> **Work task**
Every line from the one with "token, which takes" to the one with "the same fetch.", including those two, is to be copied exactly; all other lines of the entries below are left out.

##### Data under study

//! robots.txt fetching and parsing for polite crawling.
//!
//! Reads the group for `User-agent: *` (or our own product token, which takes
//! precedence) and extracts `Crawl-delay`, `Disallow` and `Allow` rules. Each
//! origin is fetched at most once per run; concurrent first contacts wait on
//! the same fetch.

use std::sync::Arc;
use std::time::Duration;

use dashmap::DashMap;
use reqwest::Client;
use tokio::sync::OnceCell;
use tracing::{debug, instrument, warn};
use url::Url;

use crate::throttle::{HostThrottle, host_of};
use crate::user_agent::PRODUCT_TOKEN;

use super::client::read_body_limited;

/// Largest crawl delay honoured. Larger values are clamped.
pub const MAX_CRAWL_DELAY: Duration = Duration::from_secs(120);

/// robots.txt bodies beyond this size are ignored.
const MAX_ROBOTS_BYTES: usize = 512 * 1024;

/// Rules that apply to us on one origin.
#[derive(Debug, Clone, Default, PartialEq)]
pub struct RobotsRules {
    /// Requested minimum gap between requests.
    pub crawl_delay: Option<Duration>,
    disallow: Vec<String>,
    allow: Vec<String>,
}

impl RobotsRules {
    /// Rules that allow everything and request no delay.
    #[must_use]
    pub fn empty() -> Self {
        Self::default()
    }

    /// Returns whether `path` (path plus optional query) may be fetched.
    ///
    /// The longest matching rule wins; `Allow` wins a tie.
    #[must_use]
    pub fn is_allowed(&self, path: &str) -> bool {
        let longest = |rules: &[String]| {
            rules
                .iter()
                .filter(|prefix| path.starts_with(prefix.as_str()))
                .map(String::len)
                .max()
        };
        match (longest(&self.disallow), longest(&self.allow)) {
            (None, _) => true,
            (Some(_), None) => false,
            (Some(disallow), Some(allow)) => allow >= disallow,
        }
    }
}

/// Parses a robots.txt body into the rules that apply to us.
#[must_use]
pub fn parse_robots(body: &str) -> RobotsRules {
    let mut wildcard = RobotsRules::default();
    let mut specific = RobotsRules::default();
    let mut saw_specific = false;

    // Consecutive User-agent lines open one group
    let mut group_agents: Vec<String> = Vec::new();
    let mut in_rules = false;

    for raw_line in body.lines() {
        let line = raw_line.split('#').next().unwrap_or("").trim();
        let Some((key, value)) = line.split_once(':') else {
            continue;
        };
        let key = key.trim().to_ascii_lowercase();
        let value = value.trim();

        if key == "user-agent" {
            if in_rules {
                group_agents.clear();
                in_rules = false;
            }
            group_agents.push(value.to_ascii_lowercase());
            continue;
        }

        in_rules = true;
        let matches_specific = group_agents.iter().any(|agent| agent == PRODUCT_TOKEN);
        let matches_wildcard = group_agents.iter().any(|agent| agent == "*");
        let target = if matches_specific {
            saw_specific = true;
            &mut specific
        } else if matches_wildcard {
            &mut wildcard
        } else {
            continue;
        };

        match key.as_str() {
            "disallow" => push_rule(&mut target.disallow, value),
            "allow" => push_rule(&mut target.allow, value),
            "crawl-delay" => {
                if let Some(delay) = parse_crawl_delay(value) {
                    target.crawl_delay = Some(target.crawl_delay.map_or(delay, |d| d.max(delay)));
                }
            }
            _ => {}
        }
    }

    if saw_specific { specific } else { wildcard }
}

fn push_rule(rules: &mut Vec<String>, value: &str) {
    // Empty Disallow means "allow all"
    if value.is_empty() {
        return;
    }
    let mut rule = value.trim_end_matches('*').to_string();
    if !rule.starts_with('/') {
        rule.insert(0, '/');
    }
    if !rules.contains(&rule) {
        rules.push(rule);
    }
}

fn parse_crawl_delay(value: &str) -> Option<Duration> {
    let seconds: f64 = value.parse().ok()?;
    if !seconds.is_finite() || seconds < 0.0 {
        return None;
    }
    let max = MAX_CRAWL_DELAY.as_secs_f64();
    if seconds > max {
        debug!(seconds, "clamping crawl delay");
    }
    Some(Duration::from_secs_f64(seconds.min(max)))
}

/// Builds the origin string (scheme + host) from a URL for robots.txt lookup.
#[must_use]
pub fn origin_for_robots(url: &str) -> Option<String> {
    let parsed = Url::parse(url).ok()?;
    let scheme = parsed.scheme();
    let host = parsed.host_str()?;
    Some(match parsed.port() {
        Some(port) => format!("{scheme}://{host}:{port}"),
        None => format!("{scheme}://{host}"),
    })
}

/// Per-origin robots.txt cache for one run.
pub struct RobotsCache {
    client: Client,
    throttle: Arc<HostThrottle>,
    entries: DashMap<String, Arc<OnceCell<Arc<RobotsRules>>>>,
}

impl RobotsCache {
    /// Creates an empty cache that fetches through `client`, gated by `throttle`.
    #[must_use]
    pub fn new(client: Client, throttle: Arc<HostThrottle>) -> Self {
        Self {
            client,
            throttle,
            entries: DashMap::new(),
        }
    }

    /// Returns the rules for the origin of `url`, fetching them on first use.
    ///
    /// Never fails: unreachable or malformed robots.txt yields empty rules.
    /// Cancel safe: if the fetching future is dropped another caller takes
    /// over the fetch.
    pub async fn rules_for(&self, url: &str) -> Arc<RobotsRules> {
        let Some(origin) = origin_for_robots(url) else {
            return Arc::new(RobotsRules::empty());
        };

        // Clone the cell out so no shard lock is held across the fetch
        let cell = self
            .entries
            .entry(origin.clone())
            .or_insert_with(|| Arc::new(OnceCell::new()))
            .clone();

        cell.get_or_init(|| async { Arc::new(self.fetch_rules(&origin).await) })
            .await
            .clone()
    }

    /// Returns the number of origins with cached or pending rules.
    #[must_use]
    pub fn origin_count(&self) -> usize {
        self.entries.len()
    }

    #[instrument(skip(self))]
    async fn fetch_rules(&self, origin: &str) -> RobotsRules {
        let robots_url = format!("{origin}/robots.txt");
        self.throttle.acquire(&host_of(&robots_url)).await;

        let response = match self.client.get(&robots_url).send().await {
            Ok(response) => response,
            Err(error) => {
                warn!(error = %error, "robots.txt unreachable; assuming no rules");
                return RobotsRules::empty();
            }
        };

        let status = response.status();
        if !status.is_success() {
            debug!(status = status.as_u16(), "no robots.txt; assuming no rules");
            return RobotsRules::empty();
        }

        match read_body_limited(response, MAX_ROBOTS_BYTES).await {
            Ok(Some(body)) => {
                let rules = parse_robots(&String::from_utf8_lossy(&body));
                debug!(
                    crawl_delay_ms = rules.crawl_delay.map(|d| d.as_millis()),
                    disallow = rules.disallow.len(),
                    "parsed robots.txt"
                );
                rules
            }
            Ok(None) => {
                warn!("robots.txt too large; assuming no rules");
                RobotsRules::empty()
            }
            Err(error) => {
                warn!(error = %error, "failed to read robots.txt; assuming no rules");
                RobotsRules::empty()
            }
        }
    }
}

impl std::fmt::Debug for RobotsCache {
    fn fmt(&self, f: &mut std::fmt::Formatter<'_>) -> std::fmt::Result {
        f.debug_struct("RobotsCache")
            .field("origins", &self.entries.len())
            .finish_non_exhaustive()
    }
}

#[cfg(test)]
mod tests {
    use super::*;

    #[test]
    fn test_parse_empty_body_allows_everything() {
        let rules = parse_robots("");
        assert_eq!(rules, RobotsRules::empty());
        assert!(rules.is_allowed("/anything"));
    }

    #[test]
    fn test_parse_wildcard_disallow() {
        let rules = parse_robots("User-agent: *\nDisallow: /api/\nDisallow: /private/\n");
        assert!(!rules.is_allowed("/api/v1"));
        assert!(!rules.is_allowed("/private/x"));
        assert!(rules.is_allowed("/public/x"));
    }

    #[test]
    fn test_other_agents_ignored() {
        let body = "User-agent: Googlebot\nDisallow: /nobot/\nCrawl-delay: 9\n\nUser-agent: *\nDisallow: /all/\n";
        let rules = parse_robots(body);
        assert!(rules.is_allowed("/nobot/x"));
        assert!(!rules.is_allowed("/all/x"));
        assert_eq!(rules.crawl_delay, None);
    }

    #[test]
    fn test_own_group_wins_over_wildcard() {
        let body = "User-agent: *\nDisallow: /\n\nUser-agent: doifetch\nDisallow: /admin/\n";
        let rules = parse_robots(body);
        assert!(rules.is_allowed("/article/1"));
        assert!(!rules.is_allowed("/admin/x"));
    }

    #[test]
    fn test_grouped_user_agent_lines() {
        let body = "User-agent: bingbot\nUser-agent: *\nCrawl-delay: 4\n";
        assert_eq!(parse_robots(body).crawl_delay, Some(Duration::from_secs(4)));
    }

    #[test]
    fn test_crawl_delay_fractional_and_case_insensitive() {
        let rules = parse_robots("user-agent: *\ncrawl-delay: 2.5\n");
        assert_eq!(rules.crawl_delay, Some(Duration::from_millis(2500)));
    }

    #[test]
    fn test_crawl_delay_clamped() {
        let rules = parse_robots("User-agent: *\nCrawl-delay: 86400\n");
        assert_eq!(rules.crawl_delay, Some(MAX_CRAWL_DELAY));
    }

    #[test]
    fn test_crawl_delay_garbage_ignored() {
        let rules = parse_robots("User-agent: *\nCrawl-delay: soon\nCrawl-delay: -3\n");
        assert_eq!(rules.crawl_delay, None);
    }

    #[test]
    fn test_comments_and_empty_disallow() {
        let body = "# hello\nUser-agent: * # everyone\nDisallow:\nDisallow: /tmp/ # scratch\n";
        let rules = parse_robots(body);
        assert!(rules.is_allowed("/"));
        assert!(!rules.is_allowed("/tmp/file"));
    }

    #[test]
    fn test_allow_overrides_shorter_disallow() {
        let body = "User-agent: *\nDisallow: /content/\nAllow: /content/pdf/\n";
        let rules = parse_robots(body);
        assert!(rules.is_allowed("/content/pdf/10.1/x.pdf"));
        assert!(!rules.is_allowed("/content/html/x"));
    }

    #[test]
    fn test_rule_without_leading_slash_normalized() {
        let rules = parse_robots("User-agent: *\nDisallow: secret\n");
        assert!(!rules.is_allowed("/secret/x"));
    }

    #[test]
    fn test_origin_for_robots() {
        assert_eq!(
            origin_for_robots("https://example.com/path?query=1#frag"),
            Some("https://example.com".to_string())
        );
        assert_eq!(
            origin_for_robots("http://localhost:8080/file"),
            Some("http://localhost:8080".to_string())
        );
        assert_eq!(origin_for_robots("not_a_valid_url"), None);
    }
}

##########

> **Response area**
//! Reads the group for `User-agent: *` (or our own product token, which takes
//! precedence) and extracts `Crawl-delay`, `Disallow` and `Allow` rules. Each
//! origin is fetched at most once per run; concurrent first contacts wait on
//! the same fetch.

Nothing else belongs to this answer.